Description
Sweet and Spicy Baked Cauliflower is a flavorful Asian-inspired side dish that features tender roasted cauliflower florets tossed in a sticky, sweet, and spicy sauce made with honey, sriracha, soy sauce, and fresh ginger. This easy-to-make recipe combines roasting and baking techniques to caramelize the sauce perfectly while keeping the cauliflower crispy on the edges. It’s a great vegetarian option that can also be served as a light main when paired with rice.
Ingredients
Scale
Cauliflower
- 1 medium head cauliflower, cut into bite-sized florets
- 2 tablespoons olive oil
- ½ teaspoon salt
- ¼ teaspoon black pepper
Sweet and Spicy Sauce
- ¼ cup honey
- 2 tablespoons sriracha
- 1 tablespoon soy sauce
- 1 tablespoon rice vinegar
- 1 teaspoon garlic powder
- 1 teaspoon grated fresh ginger
- 1 tablespoon cornstarch mixed with 2 tablespoons water (slurry)
Garnish
- 1 tablespoon sesame seeds (optional)
- 2 green onions, sliced
Instructions
- Preheat and Prepare Cauliflower: Preheat your oven to 425°F (220°C) and line a baking sheet with parchment paper. In a large bowl, toss the cauliflower florets with olive oil, salt, and black pepper ensuring they are evenly coated.
- Roast the Cauliflower: Spread the cauliflower evenly on the prepared baking sheet. Roast in the oven for 25–30 minutes, flipping the florets halfway through, until they turn golden brown and become tender.
- Make the Sauce: While the cauliflower roasts, combine honey, sriracha, soy sauce, rice vinegar, garlic powder, and freshly grated ginger in a small saucepan over medium heat. Bring the mixture to a gentle simmer.

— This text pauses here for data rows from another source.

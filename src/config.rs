//! Command-line and environment configuration.

use std::net::SocketAddr;
use std::time::Duration;

use clap::{ArgAction, Parser};
use thiserror::Error;

use crate::check::{DEFAULT_SMALL_DIFF_THRESHOLD, DEFAULT_STUB_LABEL, PolicyConfig};
use crate::policy::{BotAuthorPattern, InvalidBotPattern};
use crate::server::DEFAULT_EVALUATION_TIMEOUT;

#[derive(Debug, Error)]
pub enum ConfigError {
    #[error("invalid --bot-author-regexp: {0}")]
    BotPattern(#[from] InvalidBotPattern),

    #[error("--stub-label must not be empty")]
    EmptyStubLabel,
}

/// issuebot: require pull requests to reference an issue.
#[derive(Clone, Parser)]
#[command(name = "issuebot", version, about)]
pub struct Config {
    /// Address to serve webhooks on.
    #[arg(long, env = "ISSUEBOT_LISTEN", default_value = "0.0.0.0:8080")]
    pub listen: SocketAddr,

    /// GitHub token used for API calls.
    #[arg(long, env = "GITHUB_TOKEN", hide_env_values = true)]
    pub github_token: String,

    /// Shared secret configured on the GitHub webhook.
    #[arg(long, env = "WEBHOOK_SECRET", hide_env_values = true)]
    pub webhook_secret: String,

    /// File a placeholder issue for pull requests tagged skip-issuebot.
    #[arg(long, env = "ISSUEBOT_ENABLE_STUB_ISSUES", default_value_t = true, action = ArgAction::Set)]
    pub enable_stub_issues: bool,

    /// E-mail pattern identifying automation authors. An optional capture
    /// group must match the author name with spaces replaced by hyphens.
    #[arg(long, env = "ISSUEBOT_BOT_AUTHOR_REGEXP")]
    pub bot_author_regexp: Option<String>,

    /// Seconds during which repeated deliveries for a pull request are ignored.
    #[arg(long, env = "ISSUEBOT_DEBOUNCE_SECS", default_value_t = 5)]
    pub debounce_secs: u64,

    /// Pull requests changing fewer lines than this pass without an issue.
    #[arg(long, env = "ISSUEBOT_SMALL_DIFF_THRESHOLD", default_value_t = DEFAULT_SMALL_DIFF_THRESHOLD)]
    pub small_diff_threshold: u64,

    /// Label applied to placeholder issues.
    #[arg(long, env = "ISSUEBOT_STUB_LABEL", default_value = DEFAULT_STUB_LABEL)]
    pub stub_label: String,

    /// Also mark passing pull requests with a success status.
    #[arg(long, env = "ISSUEBOT_REPORT_SUCCESS", action = ArgAction::SetTrue)]
    pub report_success: bool,

    /// Upper bound in seconds on one pull request evaluation.
    #[arg(long, env = "ISSUEBOT_EVALUATION_TIMEOUT_SECS", default_value_t = DEFAULT_EVALUATION_TIMEOUT.as_secs())]
    pub evaluation_timeout_secs: u64,
}

impl Config {
    /// Validates the policy options and builds the checker configuration.
    pub fn policy(&self) -> Result<PolicyConfig, ConfigError> {
        let bot_pattern = self
            .bot_author_regexp
            .as_deref()
            .filter(|p| !p.is_empty())
            .map(BotAuthorPattern::new)
            .transpose()?;

        if self.stub_label.trim().is_empty() {
            return Err(ConfigError::EmptyStubLabel);
        }

        Ok(PolicyConfig {
            enable_stub_issues: self.enable_stub_issues,
            bot_pattern,
            debounce_interval: Duration::from_secs(self.debounce_secs),
            small_diff_threshold: self.small_diff_threshold,
            stub_label: self.stub_label.clone(),
            report_success: self.report_success,
        })
    }

    pub fn evaluation_timeout(&self) -> Duration {
        Duration::from_secs(self.evaluation_timeout_secs)
    }
}

impl std::fmt::Debug for Config {
    fn fmt(&self, f: &mut std::fmt::Formatter<'_>) -> std::fmt::Result {
        f.debug_struct("Config")
            .field("listen", &self.listen)
            .field("enable_stub_issues", &self.enable_stub_issues)
            .field("bot_author_regexp", &self.bot_author_regexp)
            .field("debounce_secs", &self.debounce_secs)
            .field("small_diff_threshold", &self.small_diff_threshold)
            .field("stub_label", &self.stub_label)
            .field("report_success", &self.report_success)
            .field("evaluation_timeout_secs", &self.evaluation_timeout_secs)
            .finish_non_exhaustive()
    }
}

- Thicken the Sauce: Stir in the cornstarch slurry and cook for an additional 2–3 minutes, stirring constantly, until the sauce thickens to a glossy, sticky consistency. Remove the pan from heat.
- Toss Cauliflower with Sauce: Once the cauliflower is roasted, transfer it to a large bowl and pour the sweet and spicy sauce over it. Toss thoroughly so each floret is well coated with the sauce.
- Caramelize the Coated Cauliflower: Return the coated cauliflower to the baking sheet and bake for another 5 minutes to allow the sauce to caramelize and cling to the florets.
- Garnish and Serve: Remove from oven and sprinkle with sesame seeds and sliced green onions. Serve warm as a side dish or over rice for a light main course.
Notes
- Adjust the heat level by adding more or less sriracha according to your preference.
- For a vegan variation, substitute honey with maple syrup or agave nectar.
- This dish pairs wonderfully as a side to grilled meats or tofu, or can be served over steamed rice for a filling vegetarian meal.
- Make sure to spread the cauliflower florets evenly on the baking sheet to ensure even roasting and caramelization.